At the beginning, my shortcomings went unchallenged. With tiny toes to admire and fingers to suck, Willow and Chloe hardly needed me for entertainment. No requests for roller coaster rides or film screenings were made, but then again, they couldn’t talk. I was cautiously optimistic.
And then, one night, I was tested. About a year old, the babies were eating dinner when abruptly all chewing and babbling ceased. Four eyes stared expectantly at me. Stunned by the silence, I stared back. Wrong move. Instantly, one began to cry, the other to wail. Distraction was needed, action required. Remembering my mother’s advice, I grabbed a few measuring spoons (like Tupperware, right?), distributed them and hoped for the best. No such luck. Beyond spoon therapy, their screaming continued. I was at a complete loss when suddenly desperation bore inspiration. Casually, I sauntered toward them while whistling and glancing around as if oblivious to their presence. Without warning, I stopped, leapt toward them and shouted, “Beeblo!” Miraculously, the crying stopped, and—to my amazement—was replaced by laughter.
“Again, beeb-lo,” they sang in unison.
Again? I thought. They want more? Who was I to argue?
And so I “beeb-loed” again. And again and again.
“Guess what?” I said later to Larry. “I’m fun”
“I knew you were.”
The next day, encouraged by my success, I tentatively began to sing “Rainbow Connection” to Willow and Chloe.

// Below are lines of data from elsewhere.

use anyhow::Result;

use pixel_guess::core::rank;
use pixel_guess::types::CatalogKind;
use pixel_guess::{open_provider, Config};

pub fn suggest_command(config: &Config, query: &str, kind: CatalogKind) -> Result<()> {
    let provider = open_provider(config, kind)?;
    let pool = provider.suggestion_pool();
    for name in rank(query, &pool) {
        println!("{name}");
    }
    Ok(())
}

Struggling to remember the words while suppressing the suspicion that my neighbors could hear my croaking via baby monitor waves, I managed to finish with a dramatic “the lovers, the dreamers and me” flourish. My reward? Clapping, laughing and shouts of “again.”
Buoyed by my triumph, I decided to take the babies out to lunch. Why haven’t I done this before? I wondered, gazing contentedly at their smiling faces just as silverware began to fly, hair to be pulled and fellow diners to be deafened. A book, a puzzle, even a spoon hanging from my nose did nothing to stifle their enthusiasm. Parched from pleading, I took a sip of water and then, perhaps by divine intervention, did something I hadn’t done in years – blew a gust of air into my straw creating a dazzling eruption of glorious, gurgling bubbles in my glass. Instantly, havoc-wreaking ceased and begging for bubbles commenced.

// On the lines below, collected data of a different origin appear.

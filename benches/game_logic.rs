use std::sync::Arc;

use criterion::{black_box, criterion_group, criterion_main, Criterion};
use image::{DynamicImage, Rgba, RgbaImage};

use pixel_guess::core::{
    normalize, rank, Catalog, CatalogProvider, LoadedImages, MemoryPreferences, RoundEngine,
};
use pixel_guess::pixel;
use pixel_guess::term::{FrameBuffer, GameView, StatusLine, Viewport};
use pixel_guess::types::{CatalogEntry, CatalogKind, Category};

/// Roughly a champion splash (1215x717).
fn splash() -> DynamicImage {
    DynamicImage::ImageRgba8(RgbaImage::from_fn(1215, 717, |x, y| {
        Rgba([(x % 256) as u8, (y % 256) as u8, ((x ^ y) % 256) as u8, 255])
    }))
}

fn names() -> Vec<String> {
    (0..170).map(|i| format!("Chämpion_{i:03} Nàme")).collect()
}

fn bench_pixelize(c: &mut Criterion) {
    let img = splash();
    c.bench_function("pixelize_splash_block_33", |b| {
        b.iter(|| pixel::pixelize(black_box(&img), black_box(33)))
    });
    c.bench_function("pixelize_data_uri_block_59", |b| {
        b.iter(|| pixel::pixelize_data_uri(black_box(&img), black_box(59)))
    });
}

fn bench_rank(c: &mut Criterion) {
    let pool = names();
    c.bench_function("rank_170_names", |b| {
        b.iter(|| rank(black_box("cha"), black_box(&pool)))
    });
    c.bench_function("normalize_name", |b| {
        b.iter(|| normalize(black_box("  Héimérdinger_the   Revered  ")))
    });
}

fn bench_render(c: &mut Criterion) {
    let entries = vec![CatalogEntry::new("a.png", "Ashe", Category::Default)];
    let catalog = Catalog::new(CatalogKind::Characters, entries).with_names(names());
    let provider = CatalogProvider::new(Arc::new(catalog), Box::new(MemoryPreferences::new()));
    let mut engine: RoundEngine<RgbaImage> = RoundEngine::new(provider, 33, 1);
    let req = engine.begin_session().unwrap();
    let mosaic = pixel::pixelize(&splash(), 33);
    engine.complete_load(
        req.ticket,
        Ok(LoadedImages {
            pixelized: mosaic.clone(),
            source: mosaic,
        }),
    );
    engine.set_guess_input("cha");

    let view = GameView::default();
    let mut fb = FrameBuffer::new(160, 50);
    let status = StatusLine {
        title: "Characters - Medium",
        subtitle: Some("A little spicy"),
        message: None,
    };
    c.bench_function("render_frame_160x50", |b| {
        b.iter(|| {
            view.render_into(&engine.snapshot(), status, Viewport::new(160, 50), &mut fb);
        })
    });
}

criterion_group!(benches, bench_pixelize, bench_rank, bench_render);
criterion_main!(benches);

Maybe I’ll make a decent mom after all, I thought, lying in bed that night. Almost asleep, panic hit. Sure I’d been successful with “beeblo,” the song and the straw but there were minutes, hours, days, decades to fill. More material was needed. How did that paddy cake clapping go? What about the teapot song moves? Was Hopscotch still in? And which one was Mary Kate and which was Ashley?

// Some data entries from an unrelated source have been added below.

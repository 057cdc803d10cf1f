//! Fixed graph topology for the provisioning graph.

use crate::store::{EdgeDefinition, GraphDefinition};

pub const SCHEMA_VERSION: u32 = 1;

pub const ENVIRONMENT_VERTEX: &str = "environment";
pub const RESOURCE_VERTEX: &str = "resource";
pub const TEMPLATE_VERTEX: &str = "template";
pub const SERVICE_VERTEX: &str = "service";

pub const ENVIRONMENT_EDGES: &str = "environment-edges";
pub const RESOURCE_EDGES: &str = "resource-edges";
pub const SERVICE_EDGES: &str = "service-edges";

/// Vertex collections plus edge collections with their allowed endpoints.
#[derive(Debug, Clone, PartialEq, Eq)]
pub struct GraphSchema {
    pub version: u32,
    pub vertex_collections: Vec<String>,
    pub edges: Vec<EdgeDefinition>,
}

fn names(list: &[&str]) -> Vec<String> { list.iter().map(|s| s.to_string()).collect() }

impl GraphSchema {
    pub fn provisioning() -> Self {
        // environment -> resource/template/service and back
        let environment_edges = EdgeDefinition {
            collection: ENVIRONMENT_EDGES.into(),
            from: names(&[ENVIRONMENT_VERTEX, RESOURCE_VERTEX, TEMPLATE_VERTEX, SERVICE_VERTEX]),
            to: names(&[ENVIRONMENT_VERTEX, RESOURCE_VERTEX, TEMPLATE_VERTEX, SERVICE_VERTEX]),
        };
        let resource_edges = EdgeDefinition {
            collection: RESOURCE_EDGES.into(),
            from: names(&[RESOURCE_VERTEX, TEMPLATE_VERTEX]),
            to: names(&[RESOURCE_VERTEX, TEMPLATE_VERTEX]),
        };
        let service_edges = EdgeDefinition {
            collection: SERVICE_EDGES.into(),
            from: names(&[SERVICE_VERTEX, RESOURCE_VERTEX]),
            to: names(&[SERVICE_VERTEX, RESOURCE_VERTEX]),
        };
        Self {
            version: SCHEMA_VERSION,
            vertex_collections: names(&[ENVIRONMENT_VERTEX, RESOURCE_VERTEX, TEMPLATE_VERTEX, SERVICE_VERTEX]),
            edges: vec![environment_edges, resource_edges, service_edges],
        }
    }

    /// Vertex collections that no edge definition references. The store refuses a
    /// collection that is both an orphan and an edge endpoint.
    pub fn orphan_collections(&self) -> Vec<String> {
        self.vertex_collections
            .iter()
            .filter(|v| !self.edges.iter().any(|e| e.from.contains(v) || e.to.contains(v)))
            .cloned()
            .collect()
    }

    pub fn definition(&self) -> GraphDefinition {
        GraphDefinition { edge_definitions: self.edges.clone(), orphan_collections: self.orphan_collections() }
    }
}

My worry was wasted. As it turns out, I’m a hit with the toddler set. Despite my dislikes and deficiencies, I have many hidden talents. I can trace hands and feet, roll Play-Doh into both big and small balls and make a puppet talk. But that’s not all, there’s more. I can create wind (courtesy of my hair dryer), pop bread from the toaster and tell captivating once-upon-a-times. Somersaults, I can do. Funny faces, I can make. Books, I can read. Exceptionally cozy, that’s me.
I admit, I’m on borrowed time. Willow and Chloe will soon realize that the world is filled with folks who can sing on key, draw actual birds not just check marks and transform ordinary hot dogs into dazzling octopi. Any day they’ll discover that “Finding Nemo” is not a hide-a-seek game invented by Mommy but a hit movie Mommy’s too scared to see and that a trip to The Disney Store isn’t quite the same as "going to Disney". Concerned? Not too much. After all, as it turns out, warm and loving (and the occasional zoo outing) can get you pretty far.